--- Collected data ---
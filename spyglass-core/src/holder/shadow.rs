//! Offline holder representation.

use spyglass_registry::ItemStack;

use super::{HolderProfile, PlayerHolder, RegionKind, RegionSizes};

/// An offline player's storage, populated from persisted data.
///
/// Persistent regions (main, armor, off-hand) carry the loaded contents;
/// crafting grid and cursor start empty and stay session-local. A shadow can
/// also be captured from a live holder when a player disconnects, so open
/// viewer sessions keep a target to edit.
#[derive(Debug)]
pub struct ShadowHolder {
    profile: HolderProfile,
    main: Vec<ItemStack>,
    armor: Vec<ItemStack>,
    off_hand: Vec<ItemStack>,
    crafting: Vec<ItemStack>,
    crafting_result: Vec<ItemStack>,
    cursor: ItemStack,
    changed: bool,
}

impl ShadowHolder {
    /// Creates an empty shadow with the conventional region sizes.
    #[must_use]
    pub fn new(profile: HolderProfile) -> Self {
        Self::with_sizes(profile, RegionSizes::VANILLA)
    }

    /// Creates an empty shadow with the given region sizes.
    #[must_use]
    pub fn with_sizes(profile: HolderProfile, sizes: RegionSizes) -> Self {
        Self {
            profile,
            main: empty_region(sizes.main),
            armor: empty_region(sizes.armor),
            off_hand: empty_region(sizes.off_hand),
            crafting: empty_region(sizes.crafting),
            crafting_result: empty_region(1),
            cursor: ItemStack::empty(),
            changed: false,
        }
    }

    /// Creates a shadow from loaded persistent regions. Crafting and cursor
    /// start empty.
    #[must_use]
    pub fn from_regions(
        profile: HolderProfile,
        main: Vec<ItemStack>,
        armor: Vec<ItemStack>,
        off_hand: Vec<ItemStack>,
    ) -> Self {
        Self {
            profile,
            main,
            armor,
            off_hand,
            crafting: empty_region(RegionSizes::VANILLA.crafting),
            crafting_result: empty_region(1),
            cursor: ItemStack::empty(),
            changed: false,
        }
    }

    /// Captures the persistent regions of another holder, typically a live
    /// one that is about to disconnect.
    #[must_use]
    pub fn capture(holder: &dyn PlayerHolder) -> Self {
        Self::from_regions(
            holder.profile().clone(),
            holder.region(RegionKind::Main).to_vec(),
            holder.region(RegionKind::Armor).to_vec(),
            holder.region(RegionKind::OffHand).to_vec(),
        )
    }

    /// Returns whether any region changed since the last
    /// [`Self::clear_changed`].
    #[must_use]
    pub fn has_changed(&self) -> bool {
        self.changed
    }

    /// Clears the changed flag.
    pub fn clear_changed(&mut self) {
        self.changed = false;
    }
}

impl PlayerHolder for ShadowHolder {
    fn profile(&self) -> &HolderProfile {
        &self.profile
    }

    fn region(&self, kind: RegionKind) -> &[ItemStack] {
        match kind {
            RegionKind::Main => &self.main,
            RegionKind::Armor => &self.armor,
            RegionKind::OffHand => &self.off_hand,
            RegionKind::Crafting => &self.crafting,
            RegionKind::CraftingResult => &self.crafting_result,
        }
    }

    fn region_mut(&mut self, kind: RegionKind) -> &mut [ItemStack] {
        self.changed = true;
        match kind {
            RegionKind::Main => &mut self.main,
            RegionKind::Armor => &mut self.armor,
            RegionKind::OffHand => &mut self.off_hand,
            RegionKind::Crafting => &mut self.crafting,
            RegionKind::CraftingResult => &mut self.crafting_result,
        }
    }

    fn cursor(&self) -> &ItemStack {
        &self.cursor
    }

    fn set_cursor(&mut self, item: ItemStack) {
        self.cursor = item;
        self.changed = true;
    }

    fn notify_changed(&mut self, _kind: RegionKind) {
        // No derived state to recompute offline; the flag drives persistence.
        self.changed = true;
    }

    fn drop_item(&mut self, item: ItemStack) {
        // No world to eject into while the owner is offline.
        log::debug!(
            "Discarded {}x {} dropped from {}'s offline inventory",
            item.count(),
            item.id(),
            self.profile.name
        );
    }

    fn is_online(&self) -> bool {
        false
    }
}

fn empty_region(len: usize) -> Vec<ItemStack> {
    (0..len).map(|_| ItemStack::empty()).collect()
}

--- TASK TO COMPLETE ---
Give back the data exactly, with no line dropped.

--- TASK SOLUTION ---
filename spyglass-core/src/holder/shadow.rs
//! Offline holder representation.

use spyglass_registry::ItemStack;

use super::{HolderProfile, PlayerHolder, RegionKind, RegionSizes};

/// An offline player's storage, populated from persisted data.
///
/// Persistent regions (main, armor, off-hand) carry the loaded contents;
/// crafting grid and cursor start empty and stay session-local. A shadow can
/// also be captured from a live holder when a player disconnects, so open
/// viewer sessions keep a target to edit.
#[derive(Debug)]
pub struct ShadowHolder {
    profile: HolderProfile,
    main: Vec<ItemStack>,
    armor: Vec<ItemStack>,
    off_hand: Vec<ItemStack>,
    crafting: Vec<ItemStack>,
    crafting_result: Vec<ItemStack>,
    cursor: ItemStack,
    changed: bool,
}

impl ShadowHolder {
    /// Creates an empty shadow with the conventional region sizes.
    #[must_use]
    pub fn new(profile: HolderProfile) -> Self {
        Self::with_sizes(profile, RegionSizes::VANILLA)
    }

    /// Creates an empty shadow with the given region sizes.
    #[must_use]
    pub fn with_sizes(profile: HolderProfile, sizes: RegionSizes) -> Self {
        Self {
            profile,
            main: empty_region(sizes.main),
            armor: empty_region(sizes.armor),
            off_hand: empty_region(sizes.off_hand),
            crafting: empty_region(sizes.crafting),
            crafting_result: empty_region(1),
            cursor: ItemStack::empty(),
            changed: false,
        }
    }

    /// Creates a shadow from loaded persistent regions. Crafting and cursor
    /// start empty.
    #[must_use]
    pub fn from_regions(
        profile: HolderProfile,
        main: Vec<ItemStack>,
        armor: Vec<ItemStack>,
        off_hand: Vec<ItemStack>,
    ) -> Self {
        Self {
            profile,
            main,
            armor,
            off_hand,
            crafting: empty_region(RegionSizes::VANILLA.crafting),
            crafting_result: empty_region(1),
            cursor: ItemStack::empty(),
            changed: false,
        }
    }

    /// Captures the persistent regions of another holder, typically a live
    /// one that is about to disconnect.
    #[must_use]
    pub fn capture(holder: &dyn PlayerHolder) -> Self {
        Self::from_regions(
            holder.profile().clone(),
            holder.region(RegionKind::Main).to_vec(),
            holder.region(RegionKind::Armor).to_vec(),
            holder.region(RegionKind::OffHand).to_vec(),
        )
    }

    /// Returns whether any region changed since the last
    /// [`Self::clear_changed`].
    #[must_use]
    pub fn has_changed(&self) -> bool {
        self.changed
    }

    /// Clears the changed flag.
    pub fn clear_changed(&mut self) {
        self.changed = false;
    }
}

impl PlayerHolder for ShadowHolder {
    fn profile(&self) -> &HolderProfile {
        &self.profile
    }

    fn region(&self, kind: RegionKind) -> &[ItemStack] {
        match kind {
            RegionKind::Main => &self.main,
            RegionKind::Armor => &self.armor,
            RegionKind::OffHand => &self.off_hand,
            RegionKind::Crafting => &self.crafting,
            RegionKind::CraftingResult => &self.crafting_result,
        }
    }

    fn region_mut(&mut self, kind: RegionKind) -> &mut [ItemStack] {
        self.changed = true;
        match kind {
            RegionKind::Main => &mut self.main,
            RegionKind::Armor => &mut self.armor,
            RegionKind::OffHand => &mut self.off_hand,
            RegionKind::Crafting => &mut self.crafting,
            RegionKind::CraftingResult => &mut self.crafting_result,
        }
    }

    fn cursor(&self) -> &ItemStack {
        &self.cursor
    }

    fn set_cursor(&mut self, item: ItemStack) {
        self.cursor = item;
        self.changed = true;
    }

    fn notify_changed(&mut self, _kind: RegionKind) {
        // No derived state to recompute offline; the flag drives persistence.
        self.changed = true;
    }

    fn drop_item(&mut self, item: ItemStack) {
        // No world to eject into while the owner is offline.
        log::debug!(
            "Discarded {}x {} dropped from {}'s offline inventory",
            item.count(),
            item.id(),
            self.profile.name
        );
    }

    fn is_online(&self) -> bool {
        false
    }
}

fn empty_region(len: usize) -> Vec<ItemStack> {
    (0..len).map(|_| ItemStack::empty()).collect()
}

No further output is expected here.